What Rick and his LnF staff see everyday are the colors that fill in the grim outline presented by the CDC’s statistics regarding HIV/AIDS and the plight of queer youth. Currently, queer youth have a 40% chance of being kicked out following their coming-out; the Southeast sees that figure rise to 56%. That’s “a little less than a coin-flip” overall, as Rick puts it. During our conversation, he cites statistics with the methodical, personable affectation of a lobbyist with punk-as-fuck roots. Some paint a bleak image and none of them offer even a minute glimmer of hope, and that’s exactly what “Mama Rick” wants.
It shouldn’t come as a surprise that a person with that kind of candor has managed to earn the ire (temporary as it may have been) of his colleagues in the nonprofit sector and within the city government. Though he hesitates to openly criticize his nonprofit peers, it’s hard for him to censor any descriptions of the very real, contentious relationships he had with a select few. Though he dares not speak ill of Atlanta’s long ailing nonprofit infrastructure and its major players, he asserts that things weren’t as easy as he thought.
Atlanta has many reputations: as a strip club capital and as an epicenter of hip hop, with sports franchises that never do well enough, shitty public transit, surprising diversity, and home to the Western hemisphere’s largest aquarium—the list’s trends alternate between awful, awesome, and mediocre. While these distinctions can be parlayed as friendly airport terminal banter when seated next to a West Virginian, another is sure to send shudders down the spine of even the most cosmopolitan traveler: Atlanta is now the American epicenter of the modern era’s burgeoning HIV/AIDS crisis.

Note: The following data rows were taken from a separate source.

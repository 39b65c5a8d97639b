use ndarray::{Array2, ArrayView2};

/// A loss function comparing a batch of predictions against its targets, row by row.
pub trait LossFn {
    /// Returns the scalar loss of the batch.
    fn loss(&self, y_pred: ArrayView2<f32>, y: ArrayView2<f32>) -> f32;

    /// Returns the derivative of `loss` with respect to every entry of `y_pred`.
    fn loss_prime(&self, y_pred: ArrayView2<f32>, y: ArrayView2<f32>) -> Array2<f32>;
}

Many Americans think of HIV/AIDS as a thing of the past. Devastating diseases like cancer, ALS, and other non-sexually transmitted ailments have usurped the place once enjoyed by HIV/AIDS following Magic Johnson’s very public disclosure of his positive status in 1991. Before Magic, the concerns and bodies of HIV/AIDS activists were festering under the indifference of the Reagan White House—a failure in American policy that to this day eludes even the most learned Americans. After him, HIV/AIDS became an important topic; it was so important that Linda Ellerbee of lauded kids’ informational staple Nick News saw fit to explain HIV/AIDS and humanize those living with it. Still, while Magic Johnson made it okay to talk about HIV/AIDS, he was hardly the face of it. When he contracted the virus, statistical incidence for heterosexual men and HIV/AIDS was significantly lower than it is today. Before he contracted the virus, over 120,000 queer men had perished.
The difference between them and Magic Johnson was, and is, that Johnson contracted the virus from heteronormative sexual relations. The other 120,000 that were dead before his announcement didn’t matter, because their identities were those of an actively state-oppressed class. To be queer was to be forgotten.
“On any given night, around 40-60% of my kids will test positive.” This statistic isn’t meant to be a tear-jerker when Rick drops it; he wants to wake you up. “Sometimes, we’re too late,” he says while recalling the large proportion of black men under twenty-six who find out they’re positive only after being admitted to a metro-area hospital. It’s only here that you hear him crack. While Westbrook is clearly a person that lives with risk sitting in the blinders, there have been bumps in the road. He’s been HIV positive for twenty-five years, takes a lot of meds, and “spends a lot of time on the toilet”—he’s seen it all. Still, having a few lifetimes of experience grants no one the ability to see into the future and there are times when even Rick doesn’t see it coming.
PHOTO: Che Arias
In 2013, when LnF was hardly two years old and in the embryonic stages of the program’s development, a “beautiful, blue-eyed, fairy-like” boy called the LnF hotline. He needed a place to sleep during a surprisingly cold August night. Rick picked him up in Midtown, Atlanta’s crown jewel of LGBTQ affluence, and bought him two big meals from a Wendy’s. He could tell he was starving and he could also tell he was tweaking; as a package, Matthew Ralston looked weak. When they arrived at the house, Mama Rick put him up in a room and decided to deal with the red tape later because he wanted to get the boy off the streets.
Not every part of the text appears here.